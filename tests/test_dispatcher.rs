mod common;

use common::{config, Arena, FakeHw, LaunchMode, TestProbe};
use sbsa_acs::arch::aarch64::sysreg::PhysReg;
use sbsa_acs::config::SkipList;
use sbsa_acs::error::AvsError;
use sbsa_acs::info::iovirt::IovirtNode;
use sbsa_acs::info::TableKind;
use sbsa_acs::modules::ModuleMask;
use sbsa_acs::status::{AvsStatus, StatusRegistry};
use sbsa_acs::suite::SuiteCounters;
use sbsa_acs::sysreg::RegId;
use sbsa_acs::run_suite;

const ALWAYS: ModuleMask = ModuleMask::PE
    .union(ModuleMask::MEMORY)
    .union(ModuleMask::GIC)
    .union(ModuleMask::EXERCISER);

#[test]
fn compliant_platform_at_level_two() {
    let hw = FakeHw::new();
    let mut arena = Arena::new(0x10_0000);
    let mut tables = arena.tables();
    let registry = StatusRegistry::new();

    let report = run_suite(&config(2), &hw, &TestProbe::sbsa(4), &mut tables, &registry);

    assert_eq!(report.modules_run, ALWAYS);
    // PE 1-5, memory 1101-1102, GIC 101 pass; no exerciser to find
    assert_eq!(
        report.counters,
        SuiteCounters {
            total: 9,
            passed: 8,
            failed: 0
        }
    );
    assert_eq!(report.status, AvsStatus::Pass);
    assert_eq!(report.exit_code(), 0);
    assert!(!tables.is_live());
    assert_eq!(hw.launched.lock().unwrap().len(), 3 * 4);
}

#[test]
fn smmu_module_waits_for_level_four() {
    let hw = FakeHw::new();
    let mut arena = Arena::new(0x10_0000);
    let mut tables = arena.tables();
    let registry = StatusRegistry::new();
    let probe = TestProbe {
        smmu_versions: vec![IovirtNode::SmmuV3],
        ..TestProbe::sbsa(1)
    };

    let report = run_suite(&config(3), &hw, &probe, &mut tables, &registry);
    assert!(!report.modules_run.contains(ModuleMask::SMMU));

    let report = run_suite(&config(4), &hw, &probe, &mut tables, &registry);
    assert!(report.modules_run.contains(ModuleMask::SMMU));
    assert_eq!(report.counters.total, 10);
    assert_eq!(report.exit_code(), 0);
}

#[test]
fn no_smmu_skips_the_module() {
    let hw = FakeHw::new();
    let mut arena = Arena::new(0x10_0000);
    let mut tables = arena.tables();
    let registry = StatusRegistry::new();

    let report = run_suite(&config(4), &hw, &TestProbe::sbsa(1), &mut tables, &registry);
    assert!(!report.modules_run.contains(ModuleMask::SMMU));
    assert_eq!(report.counters.total, 9);
}

#[test]
fn smmu_gatekeeper_failure_is_counted() {
    let hw = FakeHw::new();
    let mut arena = Arena::new(0x10_0000);
    let mut tables = arena.tables();
    let registry = StatusRegistry::new();
    let probe = TestProbe {
        smmu_versions: vec![IovirtNode::SmmuV3, IovirtNode::SmmuV2],
        ..TestProbe::sbsa(1)
    };

    let report = run_suite(&config(4), &hw, &probe, &mut tables, &registry);
    assert_eq!(
        report.counters,
        SuiteCounters {
            total: 10,
            passed: 8,
            failed: 1
        }
    );
    assert_eq!(report.exit_code(), 1);
}

#[test]
fn missing_pes_stop_the_run_before_any_test() {
    let hw = FakeHw::new();
    let mut arena = Arena::new(0x10_0000);
    let mut tables = arena.tables();
    let registry = StatusRegistry::new();

    let report = run_suite(&config(4), &hw, &TestProbe::sbsa(0), &mut tables, &registry);
    assert!(matches!(
        report.setup_error,
        Some(AvsError::Probe {
            table: TableKind::Pe,
            ..
        })
    ));
    assert_eq!(report.counters, SuiteCounters::default());
    assert_eq!(report.modules_run, ModuleMask::empty());
    assert_eq!(report.exit_code(), 2);
    assert!(!tables.is_live());
}

#[test]
fn a_fault_aborts_the_remaining_tests_but_still_reports() {
    let hw = FakeHw::new();
    hw.trap(PhysReg::Direct(RegId::IdAa64mmfr0El1));
    let mut arena = Arena::new(0x10_0000);
    let mut tables = arena.tables();
    let registry = StatusRegistry::new();

    let report = run_suite(&config(4), &hw, &TestProbe::sbsa(2), &mut tables, &registry);
    // Tests 1 and 2 ran; test 3 reads ID_AA64MMFR0_EL1
    assert_eq!(
        report.counters,
        SuiteCounters {
            total: 2,
            passed: 2,
            failed: 0
        }
    );
    assert!(report.fault.is_some());
    assert_eq!(report.status, AvsStatus::Error);
    assert_eq!(report.exit_code(), 3);
    assert_eq!(report.modules_run, ModuleMask::PE);
    assert!(!tables.is_live());
}

#[test]
fn unresponsive_secondaries_fail_all_pe_tests() {
    let hw = FakeHw::new().with_launch_mode(LaunchMode::Dead);
    let mut arena = Arena::new(0x10_0000);
    let mut tables = arena.tables();
    let registry = StatusRegistry::new();

    let report = run_suite(&config(2), &hw, &TestProbe::sbsa(2), &mut tables, &registry);
    // 1, 2, 3 and 5 run on every PE
    assert_eq!(report.counters.failed, 4);
    assert_eq!(report.counters.total, 9);
    assert_eq!(report.exit_code(), 1);
}

#[test]
fn secondaries_still_powering_down_do_not_fail() {
    let hw = FakeHw::new().with_launch_mode(LaunchMode::BusyOnce);
    let mut arena = Arena::new(0x10_0000);
    let mut tables = arena.tables();
    let registry = StatusRegistry::new();

    let report = run_suite(&config(2), &hw, &TestProbe::sbsa(4), &mut tables, &registry);
    assert_eq!((report.counters.passed, report.counters.failed), (8, 0));
    assert_eq!(report.exit_code(), 0);
    // One extra CPU_ON per secondary for the ALREADY_ON answer
    assert_eq!(hw.launched.lock().unwrap().len(), 3 * 4 + 3);
}

#[test]
fn out_of_range_levels_are_clamped() {
    let hw = FakeHw::new();
    let mut arena = Arena::new(0x10_0000);
    let mut tables = arena.tables();
    let registry = StatusRegistry::new();

    let report = run_suite(&config(0), &hw, &TestProbe::sbsa(1), &mut tables, &registry);
    assert_eq!(report.modules_run, ALWAYS);

    let report = run_suite(&config(12), &hw, &TestProbe::sbsa(1), &mut tables, &registry);
    assert!(report
        .modules_run
        .contains(ModuleMask::MPAM | ModuleMask::PMU | ModuleMask::RAS | ModuleMask::PCIE));
}

#[test]
fn single_module_runs_alone() {
    let hw = FakeHw::new();
    let mut arena = Arena::new(0x10_0000);
    let mut tables = arena.tables();
    let registry = StatusRegistry::new();
    let mut config = config(2);
    config.single_module = Some(100);

    let report = run_suite(&config, &hw, &TestProbe::sbsa(1), &mut tables, &registry);
    assert_eq!(report.modules_run, ModuleMask::GIC);
    assert_eq!(report.counters.total, 1);
    assert_eq!(report.counters.passed, 1);
}

#[test]
fn module_skip_and_pcie_switch() {
    let hw = FakeHw::new();
    let mut arena = Arena::new(0x10_0000);
    let mut tables = arena.tables();
    let registry = StatusRegistry::new();
    let mut config = config(6);
    config.skip = SkipList::from_ids(&[1100]);
    config.enable_pcie_tests = false;

    let report = run_suite(&config, &hw, &TestProbe::sbsa(1), &mut tables, &registry);
    assert!(!report.modules_run.contains(ModuleMask::MEMORY));
    assert!(!report.modules_run.contains(ModuleMask::PCIE));
    assert!(report.modules_run.contains(ModuleMask::WATCHDOG));
}
//! Register Access Layer
//!
//! Tests name registers with [`RegId`], a closed set of architectural
//! registers. Two of them, `MairElx` and `TcrElx`, have no fixed encoding:
//! they resolve to the EL1 or EL2 register from CurrentEL at the time of
//! the call. Everything else maps one to one onto a physical register.
//!
//! The functions here return `Result`; the status-recording wrappers that
//! turn an error into FAIL sub-code `0x78` live on `suite::Runtime`.

use crate::arch::aarch64::defs::*;
use crate::arch::aarch64::sysreg::PhysReg;
use crate::arch::SysRegAccess;
use crate::error::AvsError;
use crate::status::AvsStatus;

/// Named architectural registers visible to test payloads.
#[repr(u32)]
#[derive(Clone, Copy, Debug, PartialEq, Eq, Hash)]
pub enum RegId {
    MpidrEl1 = 1,
    IdAa64pfr0El1,
    IdAa64pfr1El1,
    IdAa64mmfr0El1,
    IdAa64mmfr1El1,
    IdAa64mmfr2El1,
    CtrEl0,
    IdAa64isar0El1,
    IdAa64isar1El1,
    SctlrEl3,
    SctlrEl2,
    SctlrEl1,
    PmcrEl0,
    IdAa64dfr0El1,
    IdAa64dfr1El1,
    CurrentEl,
    MdcrEl2,
    VbarEl2,
    CcsidrEl1,
    CsselrEl1,
    ClidrEl1,
    IdDfr0El1,
    IdIsar0El1,
    IdIsar1El1,
    IdIsar2El1,
    IdIsar3El1,
    IdIsar4El1,
    IdIsar5El1,
    IdMmfr0El1,
    IdMmfr1El1,
    IdMmfr2El1,
    IdMmfr3El1,
    IdMmfr4El1,
    IdPfr0El1,
    IdPfr1El1,
    MidrEl1,
    Mvfr0El1,
    Mvfr1El1,
    Mvfr2El1,
    Pmceid0El0,
    Pmceid1El0,
    VmpidrEl2,
    VpidrEl2,
    PmbidrEl1,
    PmsidrEl1,
    LoridEl1,
    ErridrEl1,
    Err0frEl1,
    Err1frEl1,
    Err2frEl1,
    Err3frEl1,
    EsrEl2,
    FarEl2,
    /// Vector length in bytes, as returned by `RDVL #1`.
    Rdvl,
    /// MAIR_EL1 or MAIR_EL2 depending on CurrentEL.
    MairElx,
    /// TCR_EL1 or TCR_EL2 depending on CurrentEL.
    TcrElx,
    IdAa64zfr0El1,
    PmovssetEl0,
    PmovsclrEl0,
    PmintensetEl1,
    PmintenclrEl1,
    PmsirrEl1,
    PmscrEl2,
    PmsfcrEl1,
    PmbptrEl1,
    PmblimitrEl1,
}

#[derive(Clone, Copy, Debug, PartialEq, Eq)]
pub enum Access {
    Read,
    Write,
    ReadWrite,
}

impl Access {
    pub const fn readable(self) -> bool {
        matches!(self, Self::Read | Self::ReadWrite)
    }

    pub const fn writable(self) -> bool {
        matches!(self, Self::Write | Self::ReadWrite)
    }
}

impl RegId {
    const ALL: [RegId; 66] = {
        use RegId::*;
        [
            MpidrEl1, IdAa64pfr0El1, IdAa64pfr1El1, IdAa64mmfr0El1, IdAa64mmfr1El1,
            IdAa64mmfr2El1, CtrEl0, IdAa64isar0El1, IdAa64isar1El1, SctlrEl3, SctlrEl2,
            SctlrEl1, PmcrEl0, IdAa64dfr0El1, IdAa64dfr1El1, CurrentEl, MdcrEl2, VbarEl2,
            CcsidrEl1, CsselrEl1, ClidrEl1, IdDfr0El1, IdIsar0El1, IdIsar1El1, IdIsar2El1,
            IdIsar3El1, IdIsar4El1, IdIsar5El1, IdMmfr0El1, IdMmfr1El1, IdMmfr2El1,
            IdMmfr3El1, IdMmfr4El1, IdPfr0El1, IdPfr1El1, MidrEl1, Mvfr0El1, Mvfr1El1,
            Mvfr2El1, Pmceid0El0, Pmceid1El0, VmpidrEl2, VpidrEl2, PmbidrEl1, PmsidrEl1,
            LoridEl1, ErridrEl1, Err0frEl1, Err1frEl1, Err2frEl1, Err3frEl1, EsrEl2, FarEl2,
            Rdvl, MairElx, TcrElx, IdAa64zfr0El1, PmovssetEl0, PmovsclrEl0, PmintensetEl1,
            PmintenclrEl1, PmsirrEl1, PmscrEl2, PmsfcrEl1, PmbptrEl1, PmblimitrEl1,
        ]
    };

    pub const fn access(self) -> Access {
        use RegId::*;
        match self {
            PmcrEl0 | MdcrEl2 | VbarEl2 | CsselrEl1 => Access::ReadWrite,
            PmovssetEl0 | PmovsclrEl0 | PmintensetEl1 | PmintenclrEl1 | PmsirrEl1
            | PmscrEl2 | PmsfcrEl1 | PmbptrEl1 | PmblimitrEl1 => Access::Write,
            _ => Access::Read,
        }
    }
}

impl TryFrom<u32> for RegId {
    type Error = AvsError;

    fn try_from(raw: u32) -> Result<Self, Self::Error> {
        Self::ALL
            .iter()
            .copied()
            .find(|id| *id as u32 == raw)
            .ok_or(AvsError::UnknownRegister(raw))
    }
}

/// Bits `start..=end` of `value`, shifted down.
pub const fn extract_bits(value: u64, start: u32, end: u32) -> u64 {
    let width = end - start + 1;
    if width >= 64 {
        value >> start
    } else {
        (value >> start) & ((1u64 << width) - 1)
    }
}

pub const fn field(value: u64, f: Field) -> u64 {
    extract_bits(value, f.0, f.1)
}

/// Current exception level, 0..=3.
pub fn current_el<H: SysRegAccess + ?Sized>(hw: &H) -> Result<u8, AvsError> {
    hw.read_sysreg(PhysReg::Direct(RegId::CurrentEl))
        .map(|v| ((v >> CURRENT_EL_SHIFT) & CURRENT_EL_MASK) as u8)
        .ok_or(AvsError::RegisterAccess(RegId::CurrentEl))
}

fn resolve<H: SysRegAccess + ?Sized>(hw: &H, id: RegId) -> Result<PhysReg, AvsError> {
    let phys = match id {
        RegId::MairElx => match current_el(hw)? {
            1 => PhysReg::MairEl1,
            2 => PhysReg::MairEl2,
            el => return Err(AvsError::UnsupportedEl(el)),
        },
        RegId::TcrElx => match current_el(hw)? {
            1 => PhysReg::TcrEl1,
            2 => PhysReg::TcrEl2,
            el => return Err(AvsError::UnsupportedEl(el)),
        },
        other => PhysReg::Direct(other),
    };
    Ok(phys)
}

pub fn read<H: SysRegAccess + ?Sized>(hw: &H, id: RegId) -> Result<u64, AvsError> {
    if !id.access().readable() {
        return Err(AvsError::RegisterAccess(id));
    }
    let phys = resolve(hw, id)?;
    hw.read_sysreg(phys).ok_or(AvsError::RegisterAccess(id))
}

pub fn write<H: SysRegAccess + ?Sized>(hw: &H, id: RegId, value: u64) -> Result<(), AvsError> {
    if !id.access().writable() {
        return Err(AvsError::RegisterAccess(id));
    }
    let phys = resolve(hw, id)?;
    if hw.write_sysreg(phys, value) {
        Ok(())
    } else {
        Err(AvsError::RegisterAccess(id))
    }
}

pub fn is_el2_enabled<H: SysRegAccess + ?Sized>(hw: &H) -> Result<bool, AvsError> {
    Ok(field(read(hw, RegId::IdAa64pfr0El1)?, PFR0_EL2) != 0)
}

pub fn is_el3_enabled<H: SysRegAccess + ?Sized>(hw: &H) -> Result<bool, AvsError> {
    Ok(field(read(hw, RegId::IdAa64pfr0El1)?, PFR0_EL3) != 0)
}

/// Translation control fields for one translation table base register.
#[derive(Clone, Copy, Debug, Default, PartialEq, Eq)]
pub struct TcrFields {
    /// Physical address size (IPS, or PS for EL2 without E2H).
    pub ps: u8,
    /// Raw granule field (TG0 or TG1).
    pub tg: u8,
    /// log2 of the granule size in bytes.
    pub granule_shift: u8,
    pub sh: u8,
    pub orgn: u8,
    pub irgn: u8,
    pub tsz: u8,
}

fn hcr_e2h<H: SysRegAccess + ?Sized>(hw: &H) -> bool {
    hw.read_sysreg(PhysReg::HcrEl2)
        .map_or(false, |hcr| hcr & HCR_E2H != 0)
}

/// Decodes the TCR fields that govern TTBR0 (`ttbr1 == false`) or TTBR1.
///
/// At EL1, and at EL2 with HCR_EL2.E2H set, TCR has the EL1 layout. At EL2
/// without E2H there is no TTBR1 and the physical size lives in PS.
pub fn read_tcr<H: SysRegAccess + ?Sized>(hw: &H, ttbr1: bool) -> Result<TcrFields, AvsError> {
    let el = current_el(hw)?;
    if el != 1 && el != 2 {
        return Err(AvsError::UnsupportedEl(el));
    }
    let tcr = read(hw, RegId::TcrElx)?;
    let el1_layout = el == 1 || hcr_e2h(hw);

    if el1_layout && ttbr1 {
        let tg = field(tcr, TCR_TG1) as u8;
        if tg == 0 || tg > 3 {
            return Err(AvsError::ReservedGranule(tg));
        }
        return Ok(TcrFields {
            ps: field(tcr, TCR_IPS) as u8,
            tg,
            granule_shift: TG1_GRANULE_SHIFT[tg as usize],
            sh: field(tcr, TCR_SH1) as u8,
            orgn: field(tcr, TCR_ORGN1) as u8,
            irgn: field(tcr, TCR_IRGN1) as u8,
            tsz: field(tcr, TCR_T1SZ) as u8,
        });
    }
    if ttbr1 {
        return Err(AvsError::Ttbr1Unsupported);
    }

    let ps = if el1_layout {
        field(tcr, TCR_IPS)
    } else {
        field(tcr, TCR_EL2_PS)
    } as u8;
    let tg = field(tcr, TCR_TG0) as u8;
    if tg > 2 {
        return Err(AvsError::ReservedGranule(tg));
    }
    Ok(TcrFields {
        ps,
        tg,
        granule_shift: TG0_GRANULE_SHIFT[tg as usize],
        sh: field(tcr, TCR_SH0) as u8,
        orgn: field(tcr, TCR_ORGN0) as u8,
        irgn: field(tcr, TCR_IRGN0) as u8,
        tsz: field(tcr, TCR_T0SZ) as u8,
    })
}

/// TTBR0_ELx or TTBR1_ELx at the current exception level.
pub fn read_ttbr<H: SysRegAccess + ?Sized>(hw: &H, ttbr1: bool) -> Result<u64, AvsError> {
    let phys = match (current_el(hw)?, ttbr1) {
        (1, false) => PhysReg::Ttbr0El1,
        (1, true) => PhysReg::Ttbr1El1,
        (2, false) => PhysReg::Ttbr0El2,
        (2, true) => PhysReg::Ttbr1El2,
        (el, _) => return Err(AvsError::UnsupportedEl(el)),
    };
    hw.read_sysreg(phys).ok_or(AvsError::TtbrUnavailable { ttbr1 })
}

/// Optional PE features a module depends on.
#[repr(u32)]
#[derive(Clone, Copy, Debug, PartialEq, Eq)]
pub enum PeFeature {
    Mpam = 1,
    Pmu = 2,
    Ras = 3,
}

impl TryFrom<u32> for PeFeature {
    type Error = u32;

    fn try_from(raw: u32) -> Result<Self, u32> {
        match raw {
            1 => Ok(Self::Mpam),
            2 => Ok(Self::Pmu),
            3 => Ok(Self::Ras),
            other => Err(other),
        }
    }
}

/// PASS when this PE implements `feature`, FAIL otherwise.
pub fn feat_check<H: SysRegAccess + ?Sized>(hw: &H, feature: PeFeature) -> AvsStatus {
    let present = match feature {
        PeFeature::Mpam => {
            let major = read(hw, RegId::IdAa64pfr0El1).map(|v| field(v, PFR0_MPAM));
            let minor = read(hw, RegId::IdAa64pfr1El1).map(|v| field(v, PFR1_MPAM_FRAC));
            matches!(major, Ok(v) if v > 0) || matches!(minor, Ok(v) if v > 0)
        }
        PeFeature::Pmu => matches!(
            read(hw, RegId::IdAa64dfr0El1).map(|v| field(v, DFR0_PMUVER)),
            Ok(v) if v != 0 && v != PMUVER_IMP_DEF
        ),
        PeFeature::Ras => matches!(
            read(hw, RegId::IdAa64pfr0El1).map(|v| field(v, PFR0_RAS)),
            Ok(v) if v != 0
        ),
    };
    if present {
        AvsStatus::Pass
    } else {
        AvsStatus::Fail
    }
}

#[cfg(test)]
mod tests {
    use super::*;

    #[test]
    fn extract_bits_ranges() {
        assert_eq!(extract_bits(0xABCD, 4, 7), 0xC);
        assert_eq!(extract_bits(u64::MAX, 0, 63), u64::MAX);
        assert_eq!(field(0x0000_1100, PFR0_EL2), 1);
        assert_eq!(field(0x0000_1100, PFR0_EL3), 1);
    }

    #[test]
    fn raw_ids_round_trip_and_reject_unknown() {
        for id in RegId::ALL {
            assert_eq!(RegId::try_from(id as u32), Ok(id));
        }
        assert_eq!(RegId::try_from(0), Err(AvsError::UnknownRegister(0)));
        assert_eq!(RegId::try_from(0x1000), Err(AvsError::UnknownRegister(0x1000)));
    }

    #[test]
    fn direction_table() {
        assert!(RegId::PmcrEl0.access().readable());
        assert!(RegId::PmcrEl0.access().writable());
        assert!(!RegId::PmbptrEl1.access().readable());
        assert!(!RegId::MidrEl1.access().writable());
    }
}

▸ **The problem**
Extract from the data every line where "AvsStatus" shows up.

▸ **Answer**
use sbsa_acs::status::{AvsStatus, StatusRegistry};
    assert_eq!(report.status, AvsStatus::Pass);
    assert_eq!(report.status, AvsStatus::Error);
use crate::status::AvsStatus;
pub fn feat_check<H: SysRegAccess + ?Sized>(hw: &H, feature: PeFeature) -> AvsStatus {
        AvsStatus::Pass
        AvsStatus::Fail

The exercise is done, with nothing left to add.